### Work order
Your answer should be one number: the count of lines in the data below that include "given".
### Exercise inputs
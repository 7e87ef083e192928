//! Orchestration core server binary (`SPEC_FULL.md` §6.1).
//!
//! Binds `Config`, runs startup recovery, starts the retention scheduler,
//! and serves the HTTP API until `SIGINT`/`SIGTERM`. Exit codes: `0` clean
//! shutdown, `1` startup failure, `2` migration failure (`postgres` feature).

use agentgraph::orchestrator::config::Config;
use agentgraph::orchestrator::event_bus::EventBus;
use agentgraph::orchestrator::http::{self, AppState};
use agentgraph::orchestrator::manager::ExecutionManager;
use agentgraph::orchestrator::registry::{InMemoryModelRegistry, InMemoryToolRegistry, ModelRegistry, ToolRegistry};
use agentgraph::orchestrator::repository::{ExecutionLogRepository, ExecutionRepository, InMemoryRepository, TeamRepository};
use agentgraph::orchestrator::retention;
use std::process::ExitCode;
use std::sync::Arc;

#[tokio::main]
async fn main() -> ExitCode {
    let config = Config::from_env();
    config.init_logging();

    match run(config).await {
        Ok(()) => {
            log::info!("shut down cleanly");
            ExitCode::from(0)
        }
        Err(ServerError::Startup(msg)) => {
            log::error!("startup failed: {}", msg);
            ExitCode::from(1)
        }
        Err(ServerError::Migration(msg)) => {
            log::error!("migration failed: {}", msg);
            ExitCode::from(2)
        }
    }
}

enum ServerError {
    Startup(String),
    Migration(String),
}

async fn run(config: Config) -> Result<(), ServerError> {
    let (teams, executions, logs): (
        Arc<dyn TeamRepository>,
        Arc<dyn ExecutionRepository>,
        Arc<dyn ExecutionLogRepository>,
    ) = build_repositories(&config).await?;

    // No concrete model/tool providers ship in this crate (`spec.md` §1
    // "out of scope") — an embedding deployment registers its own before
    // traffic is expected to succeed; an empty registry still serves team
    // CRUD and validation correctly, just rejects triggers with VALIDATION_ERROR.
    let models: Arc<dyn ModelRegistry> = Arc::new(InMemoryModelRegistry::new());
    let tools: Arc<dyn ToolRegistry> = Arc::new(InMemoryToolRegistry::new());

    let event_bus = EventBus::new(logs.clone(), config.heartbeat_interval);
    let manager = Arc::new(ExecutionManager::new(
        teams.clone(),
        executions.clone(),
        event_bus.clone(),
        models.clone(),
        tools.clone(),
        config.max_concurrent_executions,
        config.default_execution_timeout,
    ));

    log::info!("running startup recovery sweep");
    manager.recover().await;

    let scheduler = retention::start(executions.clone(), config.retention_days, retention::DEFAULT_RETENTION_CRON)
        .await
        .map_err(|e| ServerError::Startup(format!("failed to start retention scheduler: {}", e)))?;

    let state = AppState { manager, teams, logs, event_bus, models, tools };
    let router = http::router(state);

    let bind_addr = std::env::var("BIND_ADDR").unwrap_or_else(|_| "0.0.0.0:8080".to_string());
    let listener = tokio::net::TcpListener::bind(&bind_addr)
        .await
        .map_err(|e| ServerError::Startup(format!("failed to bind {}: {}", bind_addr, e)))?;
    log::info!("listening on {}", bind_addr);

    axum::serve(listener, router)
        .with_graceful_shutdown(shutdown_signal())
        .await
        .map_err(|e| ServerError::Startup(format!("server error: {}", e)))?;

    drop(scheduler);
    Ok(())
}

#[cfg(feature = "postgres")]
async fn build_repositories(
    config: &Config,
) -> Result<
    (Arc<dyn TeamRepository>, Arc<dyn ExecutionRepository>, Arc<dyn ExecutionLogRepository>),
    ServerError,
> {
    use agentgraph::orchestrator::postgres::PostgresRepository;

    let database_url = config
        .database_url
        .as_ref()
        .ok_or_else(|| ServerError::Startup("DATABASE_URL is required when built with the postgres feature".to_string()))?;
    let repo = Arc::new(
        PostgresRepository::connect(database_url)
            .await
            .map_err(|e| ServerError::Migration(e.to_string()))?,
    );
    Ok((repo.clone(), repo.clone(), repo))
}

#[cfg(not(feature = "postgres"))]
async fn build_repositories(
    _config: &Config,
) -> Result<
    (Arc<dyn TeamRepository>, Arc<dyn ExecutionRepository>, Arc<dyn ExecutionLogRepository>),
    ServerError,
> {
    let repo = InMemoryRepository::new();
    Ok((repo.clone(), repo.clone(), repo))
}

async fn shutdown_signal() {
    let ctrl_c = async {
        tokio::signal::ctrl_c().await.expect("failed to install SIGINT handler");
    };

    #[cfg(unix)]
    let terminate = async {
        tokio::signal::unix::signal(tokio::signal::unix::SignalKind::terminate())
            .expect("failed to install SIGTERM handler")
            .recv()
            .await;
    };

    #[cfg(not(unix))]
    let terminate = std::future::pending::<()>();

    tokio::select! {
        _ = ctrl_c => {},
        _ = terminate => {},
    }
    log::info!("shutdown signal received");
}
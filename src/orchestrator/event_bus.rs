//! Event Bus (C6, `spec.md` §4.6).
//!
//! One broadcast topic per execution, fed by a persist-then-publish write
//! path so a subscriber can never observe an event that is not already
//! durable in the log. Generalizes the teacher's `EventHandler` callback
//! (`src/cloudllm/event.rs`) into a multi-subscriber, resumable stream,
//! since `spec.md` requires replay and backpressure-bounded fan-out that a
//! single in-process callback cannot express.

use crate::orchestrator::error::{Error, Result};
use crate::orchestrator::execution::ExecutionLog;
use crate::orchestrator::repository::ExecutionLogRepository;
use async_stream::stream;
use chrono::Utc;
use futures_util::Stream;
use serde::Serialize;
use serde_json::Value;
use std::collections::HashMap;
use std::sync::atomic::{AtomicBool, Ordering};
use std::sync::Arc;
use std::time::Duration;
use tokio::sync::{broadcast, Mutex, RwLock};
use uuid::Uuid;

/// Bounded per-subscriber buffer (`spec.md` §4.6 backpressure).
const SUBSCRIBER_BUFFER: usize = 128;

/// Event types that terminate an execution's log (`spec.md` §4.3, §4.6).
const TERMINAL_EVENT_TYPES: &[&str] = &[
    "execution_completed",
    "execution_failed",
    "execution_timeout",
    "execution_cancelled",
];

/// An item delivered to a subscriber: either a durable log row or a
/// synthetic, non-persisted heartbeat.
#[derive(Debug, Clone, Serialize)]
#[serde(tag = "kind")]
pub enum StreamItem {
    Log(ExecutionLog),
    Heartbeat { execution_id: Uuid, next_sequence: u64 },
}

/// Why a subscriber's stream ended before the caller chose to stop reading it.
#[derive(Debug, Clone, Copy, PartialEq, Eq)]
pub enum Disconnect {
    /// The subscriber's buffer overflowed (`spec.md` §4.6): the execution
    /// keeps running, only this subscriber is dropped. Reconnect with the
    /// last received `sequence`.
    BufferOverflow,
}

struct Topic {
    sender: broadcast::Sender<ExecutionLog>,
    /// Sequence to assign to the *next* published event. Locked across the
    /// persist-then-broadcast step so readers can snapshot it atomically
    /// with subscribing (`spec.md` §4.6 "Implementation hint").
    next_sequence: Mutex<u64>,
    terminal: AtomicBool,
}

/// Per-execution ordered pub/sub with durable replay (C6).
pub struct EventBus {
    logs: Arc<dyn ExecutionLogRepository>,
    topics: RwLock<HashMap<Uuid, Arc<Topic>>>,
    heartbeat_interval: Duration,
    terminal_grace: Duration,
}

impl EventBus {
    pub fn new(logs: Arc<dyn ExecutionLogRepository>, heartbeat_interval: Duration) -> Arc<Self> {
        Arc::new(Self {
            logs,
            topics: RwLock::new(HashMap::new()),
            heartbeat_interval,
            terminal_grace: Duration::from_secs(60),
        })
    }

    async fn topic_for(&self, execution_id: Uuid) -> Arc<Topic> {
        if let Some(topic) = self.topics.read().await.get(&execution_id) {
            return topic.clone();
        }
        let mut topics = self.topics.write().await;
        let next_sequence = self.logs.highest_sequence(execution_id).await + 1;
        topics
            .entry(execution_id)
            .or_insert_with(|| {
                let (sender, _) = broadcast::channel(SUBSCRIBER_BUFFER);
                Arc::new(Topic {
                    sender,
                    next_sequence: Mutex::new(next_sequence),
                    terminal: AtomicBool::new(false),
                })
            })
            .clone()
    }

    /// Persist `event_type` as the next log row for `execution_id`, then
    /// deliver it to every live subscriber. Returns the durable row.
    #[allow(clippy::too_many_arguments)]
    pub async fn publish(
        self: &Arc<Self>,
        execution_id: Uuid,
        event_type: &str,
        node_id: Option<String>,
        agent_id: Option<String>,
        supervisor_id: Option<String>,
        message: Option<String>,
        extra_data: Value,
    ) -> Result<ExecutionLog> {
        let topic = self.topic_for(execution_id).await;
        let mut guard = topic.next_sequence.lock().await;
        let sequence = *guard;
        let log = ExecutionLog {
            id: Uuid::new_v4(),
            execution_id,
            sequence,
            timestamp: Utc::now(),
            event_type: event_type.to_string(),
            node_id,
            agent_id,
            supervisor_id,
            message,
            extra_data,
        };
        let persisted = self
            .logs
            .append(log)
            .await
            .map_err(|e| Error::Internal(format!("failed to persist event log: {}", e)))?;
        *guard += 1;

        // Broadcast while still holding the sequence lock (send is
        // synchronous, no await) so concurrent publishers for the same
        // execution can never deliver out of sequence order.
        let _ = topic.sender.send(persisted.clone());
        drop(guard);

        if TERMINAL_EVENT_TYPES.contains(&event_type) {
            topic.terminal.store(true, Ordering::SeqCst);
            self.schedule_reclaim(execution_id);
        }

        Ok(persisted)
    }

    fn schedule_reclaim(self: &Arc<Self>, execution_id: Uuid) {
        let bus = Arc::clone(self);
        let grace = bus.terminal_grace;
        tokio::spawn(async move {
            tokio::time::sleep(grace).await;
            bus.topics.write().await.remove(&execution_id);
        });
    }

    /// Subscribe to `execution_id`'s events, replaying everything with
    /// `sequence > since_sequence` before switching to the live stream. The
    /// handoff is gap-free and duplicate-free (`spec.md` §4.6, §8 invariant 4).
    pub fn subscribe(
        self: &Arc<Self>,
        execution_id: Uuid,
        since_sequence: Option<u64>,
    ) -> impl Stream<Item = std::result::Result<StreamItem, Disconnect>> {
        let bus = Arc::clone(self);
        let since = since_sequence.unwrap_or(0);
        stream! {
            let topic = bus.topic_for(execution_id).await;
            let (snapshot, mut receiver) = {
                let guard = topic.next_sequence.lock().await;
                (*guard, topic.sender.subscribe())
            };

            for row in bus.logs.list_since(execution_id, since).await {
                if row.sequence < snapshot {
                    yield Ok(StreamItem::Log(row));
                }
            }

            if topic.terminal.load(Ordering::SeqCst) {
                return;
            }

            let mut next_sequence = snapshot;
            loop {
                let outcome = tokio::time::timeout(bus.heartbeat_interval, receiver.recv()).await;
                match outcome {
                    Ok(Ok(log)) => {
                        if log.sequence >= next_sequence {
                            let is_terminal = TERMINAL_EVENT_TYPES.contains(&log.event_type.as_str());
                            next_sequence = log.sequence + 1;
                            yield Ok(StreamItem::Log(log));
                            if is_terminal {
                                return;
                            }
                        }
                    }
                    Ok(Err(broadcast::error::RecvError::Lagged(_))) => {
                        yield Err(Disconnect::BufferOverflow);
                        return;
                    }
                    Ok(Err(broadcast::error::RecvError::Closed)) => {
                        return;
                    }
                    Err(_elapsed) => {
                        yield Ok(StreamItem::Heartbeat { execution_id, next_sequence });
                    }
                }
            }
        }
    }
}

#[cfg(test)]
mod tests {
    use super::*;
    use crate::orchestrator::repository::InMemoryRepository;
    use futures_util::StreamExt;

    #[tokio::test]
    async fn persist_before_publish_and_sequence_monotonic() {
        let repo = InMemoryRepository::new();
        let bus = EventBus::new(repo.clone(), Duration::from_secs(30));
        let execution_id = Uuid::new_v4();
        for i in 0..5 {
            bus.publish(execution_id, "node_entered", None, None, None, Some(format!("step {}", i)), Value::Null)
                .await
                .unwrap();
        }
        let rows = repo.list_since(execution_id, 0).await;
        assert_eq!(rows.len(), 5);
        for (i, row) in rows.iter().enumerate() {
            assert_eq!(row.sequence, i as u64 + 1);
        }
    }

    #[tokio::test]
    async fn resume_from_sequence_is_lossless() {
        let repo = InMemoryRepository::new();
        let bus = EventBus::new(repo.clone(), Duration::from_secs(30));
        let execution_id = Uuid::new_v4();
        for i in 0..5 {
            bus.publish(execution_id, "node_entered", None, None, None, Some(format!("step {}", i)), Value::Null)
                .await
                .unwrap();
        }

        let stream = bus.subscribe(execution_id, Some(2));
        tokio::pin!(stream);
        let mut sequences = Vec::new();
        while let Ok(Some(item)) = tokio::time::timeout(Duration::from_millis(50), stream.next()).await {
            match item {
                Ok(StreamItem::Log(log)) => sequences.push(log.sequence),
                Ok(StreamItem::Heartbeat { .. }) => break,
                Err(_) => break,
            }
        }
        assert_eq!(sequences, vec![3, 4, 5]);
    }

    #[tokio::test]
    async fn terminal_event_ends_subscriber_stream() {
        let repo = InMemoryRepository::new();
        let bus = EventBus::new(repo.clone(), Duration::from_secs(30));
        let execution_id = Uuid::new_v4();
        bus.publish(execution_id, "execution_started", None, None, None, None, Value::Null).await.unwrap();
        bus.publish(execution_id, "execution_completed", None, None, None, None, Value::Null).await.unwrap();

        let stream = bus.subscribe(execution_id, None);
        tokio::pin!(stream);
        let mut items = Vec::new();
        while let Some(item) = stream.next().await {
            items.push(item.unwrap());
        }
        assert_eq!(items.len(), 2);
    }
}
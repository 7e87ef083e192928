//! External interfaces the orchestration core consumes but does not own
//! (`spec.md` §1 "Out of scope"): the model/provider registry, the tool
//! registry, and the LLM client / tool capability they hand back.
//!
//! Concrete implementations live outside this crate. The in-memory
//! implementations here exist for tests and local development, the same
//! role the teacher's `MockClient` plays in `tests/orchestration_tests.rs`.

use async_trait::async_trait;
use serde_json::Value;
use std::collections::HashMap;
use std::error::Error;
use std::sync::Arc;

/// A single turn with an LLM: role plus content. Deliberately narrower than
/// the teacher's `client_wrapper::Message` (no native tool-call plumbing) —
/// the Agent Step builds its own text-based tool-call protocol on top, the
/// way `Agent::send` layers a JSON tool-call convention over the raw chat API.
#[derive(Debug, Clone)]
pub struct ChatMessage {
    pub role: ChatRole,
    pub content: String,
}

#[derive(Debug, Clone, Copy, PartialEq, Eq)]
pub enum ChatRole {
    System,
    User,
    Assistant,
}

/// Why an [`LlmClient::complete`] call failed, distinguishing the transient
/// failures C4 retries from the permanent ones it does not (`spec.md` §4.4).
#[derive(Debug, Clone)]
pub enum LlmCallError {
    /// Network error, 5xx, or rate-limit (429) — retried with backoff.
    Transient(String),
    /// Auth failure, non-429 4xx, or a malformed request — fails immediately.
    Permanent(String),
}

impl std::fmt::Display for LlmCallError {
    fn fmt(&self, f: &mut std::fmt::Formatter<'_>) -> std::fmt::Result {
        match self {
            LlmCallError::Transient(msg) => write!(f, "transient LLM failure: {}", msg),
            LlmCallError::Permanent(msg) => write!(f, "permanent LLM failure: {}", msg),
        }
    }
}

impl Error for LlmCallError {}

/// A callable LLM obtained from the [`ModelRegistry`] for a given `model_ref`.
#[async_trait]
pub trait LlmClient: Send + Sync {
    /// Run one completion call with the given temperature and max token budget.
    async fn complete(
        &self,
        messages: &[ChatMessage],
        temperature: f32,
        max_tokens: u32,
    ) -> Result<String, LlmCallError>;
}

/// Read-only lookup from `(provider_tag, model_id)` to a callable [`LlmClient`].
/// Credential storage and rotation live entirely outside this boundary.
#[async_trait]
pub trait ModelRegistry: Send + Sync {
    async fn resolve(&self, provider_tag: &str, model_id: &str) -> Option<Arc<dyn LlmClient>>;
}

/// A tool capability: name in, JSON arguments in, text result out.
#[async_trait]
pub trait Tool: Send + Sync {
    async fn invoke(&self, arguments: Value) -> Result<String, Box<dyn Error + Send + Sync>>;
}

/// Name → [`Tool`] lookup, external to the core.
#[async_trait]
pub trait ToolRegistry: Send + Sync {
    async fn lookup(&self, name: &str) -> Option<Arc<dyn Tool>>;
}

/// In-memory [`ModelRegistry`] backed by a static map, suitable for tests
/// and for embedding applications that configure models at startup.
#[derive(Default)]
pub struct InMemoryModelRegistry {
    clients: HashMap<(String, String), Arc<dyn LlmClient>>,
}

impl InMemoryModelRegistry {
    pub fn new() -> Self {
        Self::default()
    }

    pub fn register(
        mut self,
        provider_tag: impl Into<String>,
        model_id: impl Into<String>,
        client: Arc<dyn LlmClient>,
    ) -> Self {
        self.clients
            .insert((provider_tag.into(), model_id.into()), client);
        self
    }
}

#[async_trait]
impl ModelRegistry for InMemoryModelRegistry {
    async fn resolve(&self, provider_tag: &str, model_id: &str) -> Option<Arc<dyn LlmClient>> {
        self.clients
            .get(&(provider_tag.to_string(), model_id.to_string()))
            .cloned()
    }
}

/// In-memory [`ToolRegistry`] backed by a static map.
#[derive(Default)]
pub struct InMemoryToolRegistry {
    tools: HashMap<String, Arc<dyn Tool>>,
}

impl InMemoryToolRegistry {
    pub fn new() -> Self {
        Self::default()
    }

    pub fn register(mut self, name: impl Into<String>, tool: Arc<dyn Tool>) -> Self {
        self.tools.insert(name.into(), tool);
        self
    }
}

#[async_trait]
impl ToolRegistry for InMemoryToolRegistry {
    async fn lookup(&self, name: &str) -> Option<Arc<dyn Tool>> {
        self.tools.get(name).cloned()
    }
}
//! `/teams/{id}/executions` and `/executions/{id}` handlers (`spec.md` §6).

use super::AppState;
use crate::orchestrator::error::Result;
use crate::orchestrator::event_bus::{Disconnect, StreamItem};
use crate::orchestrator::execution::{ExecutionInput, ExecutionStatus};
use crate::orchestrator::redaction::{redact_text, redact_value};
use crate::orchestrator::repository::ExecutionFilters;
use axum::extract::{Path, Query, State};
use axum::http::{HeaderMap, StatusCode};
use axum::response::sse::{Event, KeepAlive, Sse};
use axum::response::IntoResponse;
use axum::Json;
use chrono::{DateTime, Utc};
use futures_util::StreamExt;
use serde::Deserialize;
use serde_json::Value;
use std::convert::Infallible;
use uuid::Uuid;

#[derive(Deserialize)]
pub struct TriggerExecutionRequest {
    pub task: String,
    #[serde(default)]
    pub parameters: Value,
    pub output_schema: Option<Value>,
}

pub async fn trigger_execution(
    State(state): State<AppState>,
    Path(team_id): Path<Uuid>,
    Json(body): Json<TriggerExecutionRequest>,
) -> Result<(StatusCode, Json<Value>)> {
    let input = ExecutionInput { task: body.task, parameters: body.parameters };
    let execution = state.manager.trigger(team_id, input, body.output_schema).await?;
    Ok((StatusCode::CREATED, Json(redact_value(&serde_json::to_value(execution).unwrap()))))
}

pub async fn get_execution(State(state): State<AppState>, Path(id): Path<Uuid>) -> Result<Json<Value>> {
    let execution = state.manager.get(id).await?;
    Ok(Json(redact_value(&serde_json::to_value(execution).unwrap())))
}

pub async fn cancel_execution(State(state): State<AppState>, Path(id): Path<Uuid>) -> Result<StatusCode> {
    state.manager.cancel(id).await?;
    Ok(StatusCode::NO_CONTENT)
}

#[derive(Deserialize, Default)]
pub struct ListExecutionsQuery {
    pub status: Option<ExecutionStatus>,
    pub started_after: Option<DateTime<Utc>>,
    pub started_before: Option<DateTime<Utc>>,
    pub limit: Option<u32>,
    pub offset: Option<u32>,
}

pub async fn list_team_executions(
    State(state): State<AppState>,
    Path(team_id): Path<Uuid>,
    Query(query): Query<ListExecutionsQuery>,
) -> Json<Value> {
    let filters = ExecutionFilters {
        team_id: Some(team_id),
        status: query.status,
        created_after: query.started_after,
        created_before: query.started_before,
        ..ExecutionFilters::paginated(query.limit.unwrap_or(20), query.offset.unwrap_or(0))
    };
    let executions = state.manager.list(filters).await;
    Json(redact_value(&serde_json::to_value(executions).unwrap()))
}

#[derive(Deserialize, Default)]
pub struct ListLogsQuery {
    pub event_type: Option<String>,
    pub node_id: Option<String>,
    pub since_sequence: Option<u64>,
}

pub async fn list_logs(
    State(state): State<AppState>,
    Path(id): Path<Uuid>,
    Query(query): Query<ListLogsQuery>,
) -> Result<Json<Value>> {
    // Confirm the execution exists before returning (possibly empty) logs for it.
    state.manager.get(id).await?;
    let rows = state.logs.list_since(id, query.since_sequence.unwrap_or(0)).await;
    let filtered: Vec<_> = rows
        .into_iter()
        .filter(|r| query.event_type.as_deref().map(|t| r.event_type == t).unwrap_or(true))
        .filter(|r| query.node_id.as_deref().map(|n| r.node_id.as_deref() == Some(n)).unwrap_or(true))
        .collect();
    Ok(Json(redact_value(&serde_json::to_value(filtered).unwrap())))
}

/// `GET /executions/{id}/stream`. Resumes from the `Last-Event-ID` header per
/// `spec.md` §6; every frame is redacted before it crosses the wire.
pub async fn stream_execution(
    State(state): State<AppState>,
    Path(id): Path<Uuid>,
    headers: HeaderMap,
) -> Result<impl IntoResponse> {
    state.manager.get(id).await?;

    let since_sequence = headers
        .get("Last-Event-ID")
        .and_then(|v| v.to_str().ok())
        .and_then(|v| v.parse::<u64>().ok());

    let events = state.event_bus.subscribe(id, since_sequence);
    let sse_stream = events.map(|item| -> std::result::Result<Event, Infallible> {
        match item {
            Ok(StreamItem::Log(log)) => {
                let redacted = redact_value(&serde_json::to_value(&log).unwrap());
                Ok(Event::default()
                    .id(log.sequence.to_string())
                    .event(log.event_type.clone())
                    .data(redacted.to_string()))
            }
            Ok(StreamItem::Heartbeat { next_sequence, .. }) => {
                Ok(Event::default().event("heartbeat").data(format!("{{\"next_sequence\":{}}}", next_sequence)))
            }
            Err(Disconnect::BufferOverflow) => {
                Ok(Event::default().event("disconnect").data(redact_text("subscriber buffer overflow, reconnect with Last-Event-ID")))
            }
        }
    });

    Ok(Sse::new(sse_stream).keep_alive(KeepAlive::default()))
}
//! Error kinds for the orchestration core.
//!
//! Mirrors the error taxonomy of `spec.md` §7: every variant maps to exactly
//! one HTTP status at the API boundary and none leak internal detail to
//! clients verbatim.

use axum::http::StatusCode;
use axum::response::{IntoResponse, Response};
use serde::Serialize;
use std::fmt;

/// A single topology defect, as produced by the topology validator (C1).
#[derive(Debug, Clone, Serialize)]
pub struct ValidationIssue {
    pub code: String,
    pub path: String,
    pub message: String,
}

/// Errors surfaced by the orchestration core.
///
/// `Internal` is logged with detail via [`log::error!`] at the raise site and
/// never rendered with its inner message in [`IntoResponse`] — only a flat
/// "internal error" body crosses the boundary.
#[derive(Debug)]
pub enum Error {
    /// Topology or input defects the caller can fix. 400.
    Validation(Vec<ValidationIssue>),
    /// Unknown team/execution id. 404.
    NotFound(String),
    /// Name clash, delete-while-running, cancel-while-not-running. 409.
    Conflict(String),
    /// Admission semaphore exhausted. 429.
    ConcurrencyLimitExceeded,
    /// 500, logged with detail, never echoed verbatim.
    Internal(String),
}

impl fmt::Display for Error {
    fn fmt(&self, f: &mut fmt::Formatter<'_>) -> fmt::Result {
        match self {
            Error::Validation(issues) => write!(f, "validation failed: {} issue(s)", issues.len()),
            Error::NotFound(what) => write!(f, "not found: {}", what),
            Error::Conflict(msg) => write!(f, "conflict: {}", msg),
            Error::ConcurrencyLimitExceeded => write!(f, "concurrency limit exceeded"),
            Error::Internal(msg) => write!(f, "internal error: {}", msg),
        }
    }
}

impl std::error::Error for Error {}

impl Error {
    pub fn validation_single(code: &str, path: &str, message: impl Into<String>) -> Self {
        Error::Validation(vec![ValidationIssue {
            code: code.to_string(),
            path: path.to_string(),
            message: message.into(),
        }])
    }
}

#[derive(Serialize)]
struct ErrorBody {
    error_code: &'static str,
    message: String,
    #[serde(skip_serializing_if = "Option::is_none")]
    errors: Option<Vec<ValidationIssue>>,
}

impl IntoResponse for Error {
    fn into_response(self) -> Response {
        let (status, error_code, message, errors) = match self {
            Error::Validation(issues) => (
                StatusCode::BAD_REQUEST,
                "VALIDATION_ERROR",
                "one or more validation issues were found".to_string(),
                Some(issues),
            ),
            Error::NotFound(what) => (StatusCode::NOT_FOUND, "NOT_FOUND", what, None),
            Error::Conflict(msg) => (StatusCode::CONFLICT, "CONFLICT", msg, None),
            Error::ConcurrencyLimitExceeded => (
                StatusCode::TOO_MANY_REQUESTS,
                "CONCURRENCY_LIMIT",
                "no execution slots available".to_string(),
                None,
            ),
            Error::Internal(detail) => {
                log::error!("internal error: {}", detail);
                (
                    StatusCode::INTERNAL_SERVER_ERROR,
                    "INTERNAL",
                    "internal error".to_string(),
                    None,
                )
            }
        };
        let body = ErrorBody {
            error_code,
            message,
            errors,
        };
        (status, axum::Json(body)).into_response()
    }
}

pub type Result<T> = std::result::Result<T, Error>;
######
### Result of the exercise
2